Next, we assessed the impact of SJP-L-5 on viral plus-strand DNA synthesis and DDDP activity by treating the cells with this inhibitor. DNA flap is a viral plus-strand DNA that is discrete when the RT just finished9,10. Based on this feature, Southern blot analysis in denaturing conditions was carried out. Two different probes were used, namely, a double-stranded DNA probe within the RTase gene next to the genomic 5′ end and a downstream plus-strand DNA probe within the gp41 gene next to the genomic 3′ end.

The upstream half-genome of the plus- and minus-strand DNA was detected with a double-stranded DNA probe in SJP-L-5- or NVP-treated cells. Both plus- and minus-strand DNA levels remained unaltered at increasing concentrations of SJP-L-5 (Fig. 5c). Moreover, upstream plus-strand DNA was higher than the control, suggesting that SJP-L-5 would not block upstream plus-strand DNA synthesis. On the other hand, plus- and minus-strand DNA levels decreased with NVP in a dose-dependent manner, suggesting that NVP inhibits both types of DNA (plus and minus). Downstream plus-strand DNA levels, detected with a plus-strand DNA probe, accumulated with SJP-L-5 in a dose-dependent manner (Fig. 5c), exhibiting at least five different DNA lengths (Fig. 5b), suggesting that SJP-L-5 induces multiple initiation sites to start the downstream plus-strand DNA synthesis while usually only the cPPT site is used as a primer. These results demonstrate that SJP-L-5 delays viral downstream plus-strand DNA maturation, disturbing formation of a triple-DNA flap.

Figure 5
figure 5

Structural analysis of viral DNA via Southern blot. HIV-1IIIB-infected C8166 cells were co-cultured with SJP-L-5 (50, 5, and 0.5 μM) or NVP (1000, 100, and 10 nM) for 48 h. Viral DNA was extracted using Hirt′s method and denatured by boiling in a water bath. The DNA samples were digested with Pst I, subjected to electrophoresis in 0.7% agarose gel with 0.5×TBE and hybridized using DIG-labelled probes. (a) Southern blot with double-stranded DNA detection. The upstream half-genome levels of the plus-strand DNA were not reduced with SJP-L-5 but were reduced with NVP. (b) Southern blot with downstream plus-strand DNA-specific detection.

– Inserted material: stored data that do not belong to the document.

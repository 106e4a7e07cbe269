//! Cache lifecycle events and the listener registry.
//!
//! Listeners are held in a shared [`ListenerRegistry`]. Notification takes a
//! snapshot of the registered listeners and invokes them with the lock
//! released, so a listener may add or remove listeners from its callback.

use std::sync::Arc;

use parking_lot::Mutex;
use tokio::sync::mpsc;
use tracing::{debug, info};

/// A change in cache or strategy state.
#[derive(Debug, Clone, Copy, PartialEq, Eq, Hash)]
pub enum CacheEvent {
    /// The cache's source was replaced.
    SourceChanged,
    /// The cache's strategy was replaced.
    StrategyChanged,
    /// The current position moved; carries its raster index.
    PositionChanged(usize),
    /// An axis priority changed; carries the axis index.
    PrioritiesChanged(usize),
    /// An axis order changed; carries the axis index.
    OrderChanged(usize),
    /// An axis range changed; carries the axis index.
    RangeChanged(usize),
    /// An object became resident; carries its raster index.
    ObjectLoaded(usize),
    /// An object was evicted; carries its raster index.
    ObjectDropped(usize),
}

impl std::fmt::Display for CacheEvent {
    fn fmt(&self, f: &mut std::fmt::Formatter<'_>) -> std::fmt::Result {
        match self {
            CacheEvent::SourceChanged => write!(f, "source changed"),
            CacheEvent::StrategyChanged => write!(f, "strategy changed"),
            CacheEvent::PositionChanged(i) => write!(f, "position changed to {i}"),
            CacheEvent::PrioritiesChanged(a) => write!(f, "priority of axis {a} changed"),
            CacheEvent::OrderChanged(a) => write!(f, "order of axis {a} changed"),
            CacheEvent::RangeChanged(a) => write!(f, "range of axis {a} changed"),
            CacheEvent::ObjectLoaded(i) => write!(f, "object {i} loaded"),
            CacheEvent::ObjectDropped(i) => write!(f, "object {i} dropped"),
        }
    }
}

/// Observer of cache events.
pub trait CacheListener: Send + Sync {
    fn cache_updated(&self, event: &CacheEvent);
}

/// Shared, mutex-guarded set of listeners.
///
/// Cloning yields another handle to the same set.
#[derive(Clone, Default)]
pub struct ListenerRegistry {
    listeners: Arc<Mutex<Vec<Arc<dyn CacheListener>>>>,
}

impl ListenerRegistry {
    pub fn new() -> Self {
        Self::default()
    }

    /// Register a listener. Returns `false` if it was already registered.
    pub fn add(&self, listener: Arc<dyn CacheListener>) -> bool {
        let mut listeners = self.listeners.lock();
        if listeners.iter().any(|l| same_listener(l, &listener)) {
            return false;
        }
        listeners.push(listener);
        true
    }

    /// Unregister a listener. Removing an unknown listener is a no-op.
    pub fn remove(&self, listener: &Arc<dyn CacheListener>) -> bool {
        let mut listeners = self.listeners.lock();
        let before = listeners.len();
        listeners.retain(|l| !same_listener(l, listener));
        before != listeners.len()
    }

    /// Deliver `event` to every registered listener.
    pub fn notify(&self, event: CacheEvent) {
        let snapshot = self.snapshot();
        for listener in &snapshot {
            listener.cache_updated(&event);
        }
    }

    /// Current listeners, in registration order.
    pub fn snapshot(&self) -> Vec<Arc<dyn CacheListener>> {
        self.listeners.lock().clone()
    }

    /// Remove and return every listener.
    pub fn drain(&self) -> Vec<Arc<dyn CacheListener>> {
        std::mem::take(&mut *self.listeners.lock())
    }

    pub fn len(&self) -> usize {
        self.listeners.lock().len()
    }

    pub fn is_empty(&self) -> bool {
        self.listeners.lock().is_empty()
    }
}

impl std::fmt::Debug for ListenerRegistry {
    fn fmt(&self, f: &mut std::fmt::Formatter<'_>) -> std::fmt::Result {
        f.debug_struct("ListenerRegistry")
            .field("listeners", &self.len())
            .finish()
    }
}

fn same_listener(a: &Arc<dyn CacheListener>, b: &Arc<dyn CacheListener>) -> bool {
    std::ptr::addr_eq(Arc::as_ptr(a), Arc::as_ptr(b))
}

/// Forwards events into an unbounded channel.
pub struct ChannelListener {
    tx: mpsc::UnboundedSender<CacheEvent>,
}

impl ChannelListener {
    /// Create a listener together with the receiving end of its channel.
    pub fn channel() -> (Arc<Self>, mpsc::UnboundedReceiver<CacheEvent>) {
        let (tx, rx) = mpsc::unbounded_channel();
        (Arc::new(Self { tx }), rx)
    }
}

impl CacheListener for ChannelListener {
    fn cache_updated(&self, event: &CacheEvent) {
        // A closed receiver just means nobody is watching any more.
        let _ = self.tx.send(*event);
    }
}

/// Logs every event through `tracing`.
#[derive(Debug, Default)]
pub struct TracingListener;

impl CacheListener for TracingListener {
    fn cache_updated(&self, event: &CacheEvent) {
        match event {
            CacheEvent::ObjectLoaded(index) => debug!(index, "Object loaded"),
            CacheEvent::ObjectDropped(index) => debug!(index, "Object dropped"),
            CacheEvent::PositionChanged(index) => info!(index, "Position changed"),
            other => info!(event = %other, "Cache updated"),
        }
    }
}

#[cfg(test)]
mod tests {
    use super::*;

    #[derive(Default)]
    struct Recorder {
        events: Mutex<Vec<CacheEvent>>,
    }

    impl CacheListener for Recorder {
        fn cache_updated(&self, event: &CacheEvent) {
            self.events.lock().push(*event);
        }
    }

    #[test]
    fn test_add_is_idempotent() {
        let registry = ListenerRegistry::new();
        let recorder: Arc<dyn CacheListener> = Arc::new(Recorder::default());

        assert!(registry.add(recorder.clone()));
        assert!(!registry.add(recorder.clone()));
        assert_eq!(registry.len(), 1);
    }

    #[test]
    fn test_remove_unknown_is_noop() {
        let registry = ListenerRegistry::new();
        let known: Arc<dyn CacheListener> = Arc::new(Recorder::default());
        let unknown: Arc<dyn CacheListener> = Arc::new(Recorder::default());
        registry.add(known.clone());

        assert!(!registry.remove(&unknown));
        assert_eq!(registry.len(), 1);
        assert!(registry.remove(&known));
        assert!(registry.is_empty());
    }

    #[test]
    fn test_notify_reaches_all_listeners() {
        let registry = ListenerRegistry::new();
        let a = Arc::new(Recorder::default());
        let b = Arc::new(Recorder::default());
        registry.add(a.clone());
        registry.add(b.clone());

        registry.notify(CacheEvent::ObjectLoaded(4));

        assert_eq!(*a.events.lock(), vec![CacheEvent::ObjectLoaded(4)]);
        assert_eq!(*b.events.lock(), vec![CacheEvent::ObjectLoaded(4)]);
    }

    #[test]
    fn test_listener_may_mutate_registry_during_notify() {
        struct SelfRemoving {
            registry: ListenerRegistry,
            me: Mutex<Option<Arc<dyn CacheListener>>>,
        }

        impl CacheListener for SelfRemoving {
            fn cache_updated(&self, _event: &CacheEvent) {
                if let Some(me) = self.me.lock().take() {
                    self.registry.remove(&me);
                }
            }
        }

        let registry = ListenerRegistry::new();
        let listener = Arc::new(SelfRemoving {
            registry: registry.clone(),
            me: Mutex::new(None),
        });
        let as_dyn: Arc<dyn CacheListener> = listener.clone();
        *listener.me.lock() = Some(as_dyn.clone());
        registry.add(as_dyn);

        registry.notify(CacheEvent::SourceChanged);
        assert!(registry.is_empty());
    }

    #[test]
    fn test_drain_empties_registry() {
        let registry = ListenerRegistry::new();
        registry.add(Arc::new(Recorder::default()));
        registry.add(Arc::new(Recorder::default()));

        let drained = registry.drain();
        assert_eq!(drained.len(), 2);
        assert!(registry.is_empty());
    }

    #[tokio::test]
    async fn test_channel_listener_forwards_events() {
        let registry = ListenerRegistry::new();
        let (listener, mut rx) = ChannelListener::channel();
        registry.add(listener);

        registry.notify(CacheEvent::PositionChanged(17));
        registry.notify(CacheEvent::ObjectDropped(3));

        assert_eq!(rx.recv().await, Some(CacheEvent::PositionChanged(17)));
        assert_eq!(rx.recv().await, Some(CacheEvent::ObjectDropped(3)));
    }
}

The downstream half-genome levels of the plus-strand DNA were accumulated with SJP-L-5, possibly due to a delay in full-length viral DNA maturation, displaying a different mechanism from that observed with NVP. RAL (1 µM) was used to prevent integration of viral DNA into host chromosomes in all groups. Full-length blots are presented in Supplementary Figure S1. (c) Gray analysis of down-stream plus-strand DNA probe hybridization. Half genomic plus-strand DNA of SJP-L-5 accumulated in a dose-responsive manner, but was maintained at a base level of NVP at different concentrations. Furthermore, the total amounts of viral DNA were accumulated via SJP-L-5 in treatment with 50 and 5 μM. The genomic or 1/2LTR plus-strand DNAs were not affected by SJP-L-5 in a series of concentrations. The total amounts of viral DNA and genomic or 1/2LTR plus-strand DNAs decreased by NVP in a dose-responsive manner.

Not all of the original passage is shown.